-- Provided entries follows --
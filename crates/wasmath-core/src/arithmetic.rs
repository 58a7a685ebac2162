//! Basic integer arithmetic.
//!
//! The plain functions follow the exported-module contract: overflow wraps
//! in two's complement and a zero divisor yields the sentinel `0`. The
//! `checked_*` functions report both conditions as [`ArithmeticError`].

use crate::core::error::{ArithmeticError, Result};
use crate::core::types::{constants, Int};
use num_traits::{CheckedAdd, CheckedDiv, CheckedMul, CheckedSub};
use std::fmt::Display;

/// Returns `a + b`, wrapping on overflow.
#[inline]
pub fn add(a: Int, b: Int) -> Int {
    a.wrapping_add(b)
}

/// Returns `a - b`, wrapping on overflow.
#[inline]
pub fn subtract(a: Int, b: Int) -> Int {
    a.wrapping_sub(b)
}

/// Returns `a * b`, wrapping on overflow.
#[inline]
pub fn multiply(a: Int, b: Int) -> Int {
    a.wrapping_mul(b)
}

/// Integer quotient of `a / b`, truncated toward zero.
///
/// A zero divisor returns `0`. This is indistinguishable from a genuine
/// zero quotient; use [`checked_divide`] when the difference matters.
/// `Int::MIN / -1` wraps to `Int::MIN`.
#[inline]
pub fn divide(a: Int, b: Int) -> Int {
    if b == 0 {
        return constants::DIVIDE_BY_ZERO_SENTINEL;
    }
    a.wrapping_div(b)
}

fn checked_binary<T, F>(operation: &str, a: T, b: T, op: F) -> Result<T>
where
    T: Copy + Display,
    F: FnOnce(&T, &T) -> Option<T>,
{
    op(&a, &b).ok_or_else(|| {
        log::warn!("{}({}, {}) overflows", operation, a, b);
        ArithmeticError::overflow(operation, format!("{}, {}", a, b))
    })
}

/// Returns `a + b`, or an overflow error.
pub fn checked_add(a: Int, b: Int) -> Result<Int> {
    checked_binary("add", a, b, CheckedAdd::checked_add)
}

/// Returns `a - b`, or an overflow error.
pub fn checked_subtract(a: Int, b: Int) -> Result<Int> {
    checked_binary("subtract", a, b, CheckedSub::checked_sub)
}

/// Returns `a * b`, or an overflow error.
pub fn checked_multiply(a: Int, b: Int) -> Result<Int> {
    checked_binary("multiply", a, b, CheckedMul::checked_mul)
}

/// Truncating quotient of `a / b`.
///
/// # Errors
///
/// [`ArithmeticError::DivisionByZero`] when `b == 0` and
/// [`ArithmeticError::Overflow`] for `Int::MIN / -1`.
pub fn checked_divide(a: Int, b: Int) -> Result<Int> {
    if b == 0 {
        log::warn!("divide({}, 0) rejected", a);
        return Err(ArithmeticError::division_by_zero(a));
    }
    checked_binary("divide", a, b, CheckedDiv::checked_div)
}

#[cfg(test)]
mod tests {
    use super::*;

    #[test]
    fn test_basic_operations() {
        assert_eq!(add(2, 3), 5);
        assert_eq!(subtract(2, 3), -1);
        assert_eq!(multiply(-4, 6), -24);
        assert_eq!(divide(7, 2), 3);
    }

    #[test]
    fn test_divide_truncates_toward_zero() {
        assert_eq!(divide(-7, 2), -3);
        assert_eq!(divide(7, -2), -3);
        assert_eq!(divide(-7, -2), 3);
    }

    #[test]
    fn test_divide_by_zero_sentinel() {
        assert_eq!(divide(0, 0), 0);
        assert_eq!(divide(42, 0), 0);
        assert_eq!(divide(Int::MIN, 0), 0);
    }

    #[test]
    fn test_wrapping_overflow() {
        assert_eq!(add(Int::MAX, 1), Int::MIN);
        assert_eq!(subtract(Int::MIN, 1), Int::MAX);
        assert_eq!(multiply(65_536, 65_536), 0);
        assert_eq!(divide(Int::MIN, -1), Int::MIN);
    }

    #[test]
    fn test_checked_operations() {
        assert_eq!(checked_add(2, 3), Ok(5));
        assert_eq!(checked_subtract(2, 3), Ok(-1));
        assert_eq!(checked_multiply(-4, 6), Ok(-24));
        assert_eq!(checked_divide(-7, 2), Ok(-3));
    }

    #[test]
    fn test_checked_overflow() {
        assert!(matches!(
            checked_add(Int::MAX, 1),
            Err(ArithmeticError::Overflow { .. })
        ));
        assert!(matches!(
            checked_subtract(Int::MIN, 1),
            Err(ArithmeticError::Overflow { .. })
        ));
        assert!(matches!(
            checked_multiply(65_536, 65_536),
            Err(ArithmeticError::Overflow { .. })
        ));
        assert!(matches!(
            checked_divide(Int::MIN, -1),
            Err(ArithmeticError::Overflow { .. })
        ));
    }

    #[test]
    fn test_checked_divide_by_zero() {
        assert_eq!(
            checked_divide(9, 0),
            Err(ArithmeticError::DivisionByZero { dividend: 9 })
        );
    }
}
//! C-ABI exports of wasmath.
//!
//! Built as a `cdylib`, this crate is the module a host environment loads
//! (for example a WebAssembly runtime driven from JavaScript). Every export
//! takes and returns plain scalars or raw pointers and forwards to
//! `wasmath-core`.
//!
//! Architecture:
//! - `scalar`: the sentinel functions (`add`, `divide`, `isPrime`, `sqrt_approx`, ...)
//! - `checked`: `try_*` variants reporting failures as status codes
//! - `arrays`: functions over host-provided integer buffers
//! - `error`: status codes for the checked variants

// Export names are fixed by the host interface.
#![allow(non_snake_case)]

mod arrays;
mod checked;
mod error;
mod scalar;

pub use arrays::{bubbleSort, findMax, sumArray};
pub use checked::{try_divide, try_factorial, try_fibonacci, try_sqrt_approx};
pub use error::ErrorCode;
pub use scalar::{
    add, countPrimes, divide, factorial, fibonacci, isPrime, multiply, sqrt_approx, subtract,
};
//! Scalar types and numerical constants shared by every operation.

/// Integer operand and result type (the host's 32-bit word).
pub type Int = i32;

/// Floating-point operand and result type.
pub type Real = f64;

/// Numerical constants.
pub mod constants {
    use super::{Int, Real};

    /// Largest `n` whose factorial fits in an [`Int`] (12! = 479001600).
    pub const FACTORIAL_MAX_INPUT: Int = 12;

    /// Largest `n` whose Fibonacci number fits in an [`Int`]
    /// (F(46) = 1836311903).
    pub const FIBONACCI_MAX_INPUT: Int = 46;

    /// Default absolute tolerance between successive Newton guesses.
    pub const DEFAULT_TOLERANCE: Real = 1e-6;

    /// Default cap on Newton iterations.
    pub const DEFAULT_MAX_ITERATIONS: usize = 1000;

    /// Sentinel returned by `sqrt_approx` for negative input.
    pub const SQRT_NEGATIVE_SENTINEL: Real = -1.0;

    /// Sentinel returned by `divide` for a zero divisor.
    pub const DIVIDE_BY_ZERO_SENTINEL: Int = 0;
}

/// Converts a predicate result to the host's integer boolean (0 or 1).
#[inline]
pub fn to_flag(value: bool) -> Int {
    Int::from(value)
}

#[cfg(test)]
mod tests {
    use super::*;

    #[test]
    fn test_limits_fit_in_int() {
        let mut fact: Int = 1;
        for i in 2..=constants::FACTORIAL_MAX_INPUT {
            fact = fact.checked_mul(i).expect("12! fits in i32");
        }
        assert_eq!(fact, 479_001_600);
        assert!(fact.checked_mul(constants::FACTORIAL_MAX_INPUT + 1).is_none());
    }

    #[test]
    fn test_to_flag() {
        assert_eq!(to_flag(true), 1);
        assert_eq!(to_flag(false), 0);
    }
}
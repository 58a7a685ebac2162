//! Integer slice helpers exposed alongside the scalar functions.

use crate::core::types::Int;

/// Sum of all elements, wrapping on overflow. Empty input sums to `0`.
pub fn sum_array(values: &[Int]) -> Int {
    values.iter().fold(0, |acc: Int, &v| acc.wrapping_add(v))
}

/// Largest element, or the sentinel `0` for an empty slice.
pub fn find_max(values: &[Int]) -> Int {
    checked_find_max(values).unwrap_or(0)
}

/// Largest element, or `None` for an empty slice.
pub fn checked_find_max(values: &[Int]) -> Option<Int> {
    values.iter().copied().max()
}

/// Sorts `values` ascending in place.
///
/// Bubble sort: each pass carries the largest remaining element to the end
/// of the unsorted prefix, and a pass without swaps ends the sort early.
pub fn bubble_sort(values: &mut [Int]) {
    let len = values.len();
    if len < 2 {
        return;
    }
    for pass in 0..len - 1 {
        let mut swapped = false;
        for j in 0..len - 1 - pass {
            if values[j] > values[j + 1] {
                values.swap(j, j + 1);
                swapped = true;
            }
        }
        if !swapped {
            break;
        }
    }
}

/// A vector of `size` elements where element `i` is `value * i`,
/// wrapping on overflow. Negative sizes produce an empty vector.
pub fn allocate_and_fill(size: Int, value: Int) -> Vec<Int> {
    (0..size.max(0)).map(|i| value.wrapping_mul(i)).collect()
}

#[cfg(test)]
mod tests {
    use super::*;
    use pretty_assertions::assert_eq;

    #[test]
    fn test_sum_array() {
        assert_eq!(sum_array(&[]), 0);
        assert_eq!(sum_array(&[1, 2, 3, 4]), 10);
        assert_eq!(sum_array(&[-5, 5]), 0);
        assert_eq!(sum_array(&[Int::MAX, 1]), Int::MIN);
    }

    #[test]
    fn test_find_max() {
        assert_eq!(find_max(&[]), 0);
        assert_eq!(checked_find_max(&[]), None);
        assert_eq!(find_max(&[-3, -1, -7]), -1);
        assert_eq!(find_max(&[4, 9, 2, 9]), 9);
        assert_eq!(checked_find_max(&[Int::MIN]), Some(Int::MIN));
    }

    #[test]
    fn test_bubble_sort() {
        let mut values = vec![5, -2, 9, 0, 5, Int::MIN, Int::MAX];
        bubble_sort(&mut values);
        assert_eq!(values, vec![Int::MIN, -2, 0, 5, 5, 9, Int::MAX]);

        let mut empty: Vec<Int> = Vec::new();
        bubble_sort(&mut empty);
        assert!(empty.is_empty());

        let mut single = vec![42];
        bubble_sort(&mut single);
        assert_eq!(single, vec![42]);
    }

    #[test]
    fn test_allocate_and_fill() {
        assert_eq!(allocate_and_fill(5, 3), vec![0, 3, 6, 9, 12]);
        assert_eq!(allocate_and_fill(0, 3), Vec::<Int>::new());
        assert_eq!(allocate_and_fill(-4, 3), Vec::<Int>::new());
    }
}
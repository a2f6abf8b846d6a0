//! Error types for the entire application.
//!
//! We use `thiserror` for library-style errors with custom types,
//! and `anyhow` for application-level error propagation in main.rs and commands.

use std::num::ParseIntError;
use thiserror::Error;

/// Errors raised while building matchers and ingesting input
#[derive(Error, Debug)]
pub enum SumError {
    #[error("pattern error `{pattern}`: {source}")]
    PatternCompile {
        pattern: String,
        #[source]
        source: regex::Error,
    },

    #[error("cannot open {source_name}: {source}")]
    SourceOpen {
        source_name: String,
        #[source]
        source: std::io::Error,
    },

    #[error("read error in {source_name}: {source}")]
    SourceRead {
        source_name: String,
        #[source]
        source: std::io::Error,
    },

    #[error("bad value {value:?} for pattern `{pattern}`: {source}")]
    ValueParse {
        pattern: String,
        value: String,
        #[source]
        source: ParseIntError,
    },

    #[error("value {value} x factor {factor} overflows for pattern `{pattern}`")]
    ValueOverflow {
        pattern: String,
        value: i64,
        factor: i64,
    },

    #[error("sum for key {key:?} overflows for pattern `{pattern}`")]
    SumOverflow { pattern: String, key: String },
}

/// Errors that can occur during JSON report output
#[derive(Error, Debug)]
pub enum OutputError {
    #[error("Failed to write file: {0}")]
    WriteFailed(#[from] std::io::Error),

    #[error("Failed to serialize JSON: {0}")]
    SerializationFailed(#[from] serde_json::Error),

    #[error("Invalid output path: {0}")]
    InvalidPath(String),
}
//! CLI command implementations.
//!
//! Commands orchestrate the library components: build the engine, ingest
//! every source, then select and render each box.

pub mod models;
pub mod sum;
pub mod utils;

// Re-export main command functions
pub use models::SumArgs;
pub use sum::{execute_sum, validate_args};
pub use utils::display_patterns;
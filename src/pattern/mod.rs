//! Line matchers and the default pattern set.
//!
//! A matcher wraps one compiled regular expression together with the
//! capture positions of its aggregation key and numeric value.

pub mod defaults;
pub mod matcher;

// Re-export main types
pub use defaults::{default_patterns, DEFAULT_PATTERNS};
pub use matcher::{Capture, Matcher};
-- Provided entries concluded --
- _Task instructions_: Give back every line from the beginning of the records through the line holding "from a genuine", exactly as it reads, and leave out the rest.

- _Expected answer_:
filename crates/wasmath-core/src/arithmetic.rs
repository 58a7a685ebac2162
//! Basic integer arithmetic.
//!
//! The plain functions follow the exported-module contract: overflow wraps
//! in two's complement and a zero divisor yields the sentinel `0`. The
//! `checked_*` functions report both conditions as [`ArithmeticError`].

use crate::core::error::{ArithmeticError, Result};
use crate::core::types::{constants, Int};
use num_traits::{CheckedAdd, CheckedDiv, CheckedMul, CheckedSub};
use std::fmt::Display;

/// Returns `a + b`, wrapping on overflow.
#[inline]
pub fn add(a: Int, b: Int) -> Int {
    a.wrapping_add(b)
}

/// Returns `a - b`, wrapping on overflow.
#[inline]
pub fn subtract(a: Int, b: Int) -> Int {
    a.wrapping_sub(b)
}

/// Returns `a * b`, wrapping on overflow.
#[inline]
pub fn multiply(a: Int, b: Int) -> Int {
    a.wrapping_mul(b)
}

/// Integer quotient of `a / b`, truncated toward zero.
///
/// A zero divisor returns `0`. This is indistinguishable from a genuine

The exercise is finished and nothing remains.